#### Given entries
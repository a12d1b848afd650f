#![cfg_attr(feature = "fail-on-warnings", deny(warnings))]
#![warn(clippy::all, clippy::pedantic, clippy::nursery, clippy::cargo)]
#![allow(clippy::multiple_crate_versions)]

//! Camera stream sources.
//!
//! A [`StreamSource`] owns exactly one capture handle for one configured
//! camera and hides end-of-media and disconnects from its caller: finite
//! files loop forever, live streams are released and reopened after a
//! backoff. The actual capture library sits behind the [`CaptureBackend`]
//! and [`CaptureHandle`] traits so the ingest path can run against `OpenCV`
//! (the `opencv` feature) or an in-memory script.

pub mod frame;
#[cfg(feature = "opencv")]
pub mod opencv_backend;
#[cfg(any(test, feature = "scripted"))]
pub mod scripted;
pub mod source;

use std::sync::Arc;

pub use frame::Frame;
pub use source::{ReconnectPolicy, StreamSource};

/// Errors that can occur while opening or reading a stream.
#[derive(Debug, thiserror::Error)]
pub enum StreamError {
    /// The capture handle could not be opened.
    #[error("Source unavailable: {locator}: {reason}")]
    SourceUnavailable {
        /// Locator that failed to open.
        locator: String,
        /// Why the open failed.
        reason: String,
    },

    /// A frame could not be read from an open handle.
    #[error("Read failure: {message}")]
    ReadFailure {
        /// Description of what went wrong.
        message: String,
    },

    /// Pixel buffer dimensions do not match its length.
    #[error("Invalid frame: {message}")]
    InvalidFrame {
        /// Description of what went wrong.
        message: String,
    },

    /// Error raised by `OpenCV`.
    #[cfg(feature = "opencv")]
    #[error("OpenCV error: {0}")]
    OpenCv(#[from] opencv::Error),
}

/// An open capture session on one locator.
///
/// Handles are driven from a single execution context at a time and are
/// never shared, but they move between threads with their owning
/// [`StreamSource`].
pub trait CaptureHandle: Send {
    /// Reads the next frame.
    ///
    /// Returns `Ok(None)` at end of media or when the device produced no
    /// frame.
    ///
    /// # Errors
    ///
    /// Returns [`StreamError::ReadFailure`] if the underlying device errors.
    fn read(&mut self) -> Result<Option<Frame>, StreamError>;

    /// Seeks back to the first frame of finite media.
    ///
    /// # Errors
    ///
    /// Returns [`StreamError`] if the handle cannot seek.
    fn rewind(&mut self) -> Result<(), StreamError>;

    /// Releases the underlying device. Calling it twice is a no-op.
    fn release(&mut self);
}

/// Factory for capture handles.
pub trait CaptureBackend: Send + Sync {
    /// Opens a capture handle on `locator`.
    ///
    /// # Errors
    ///
    /// Returns [`StreamError::SourceUnavailable`] if the handle cannot be
    /// opened.
    fn open(&self, locator: &str) -> Result<Box<dyn CaptureHandle>, StreamError>;

    /// Short backend name for logs.
    fn name(&self) -> &'static str;
}

/// Backend used when the binary was built without a capture library.
///
/// Refuses every open, so every camera is excluded and the monitor idles.
#[derive(Debug, Default, Clone, Copy)]
pub struct UnsupportedBackend;

impl CaptureBackend for UnsupportedBackend {
    fn open(&self, locator: &str) -> Result<Box<dyn CaptureHandle>, StreamError> {
        Err(StreamError::SourceUnavailable {
            locator: locator.to_string(),
            reason: "built without a capture backend (enable the `opencv` feature)".to_string(),
        })
    }

    fn name(&self) -> &'static str {
        "unsupported"
    }
}

/// Returns the capture backend compiled into this build.
#[must_use]
pub fn default_backend() -> Arc<dyn CaptureBackend> {
    #[cfg(feature = "opencv")]
    {
        Arc::new(opencv_backend::OpenCvBackend)
    }
    #[cfg(not(feature = "opencv"))]
    {
        Arc::new(UnsupportedBackend)
    }
}

#[cfg(test)]
mod tests {
    use super::*;

    #[test]
    fn unsupported_backend_refuses_every_locator() {
        let backend = UnsupportedBackend;
        for locator in ["data/samples/a.mp4", "rtsp://cam/live"] {
            match backend.open(locator) {
                Err(StreamError::SourceUnavailable { locator: l, .. }) => assert_eq!(l, locator),
                Err(e) => panic!("unexpected error: {e}"),
                Ok(_) => panic!("unsupported backend opened {locator}"),
            }
        }
    }
}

#### Goal of the exercise
In which lines of the records does the word "built" appear? Copy each of them.

#### Result for this exercise
/// Backend used when the binary was built without a capture library.
            reason: "built without a capture backend (enable the `opencv` feature)".to_string(),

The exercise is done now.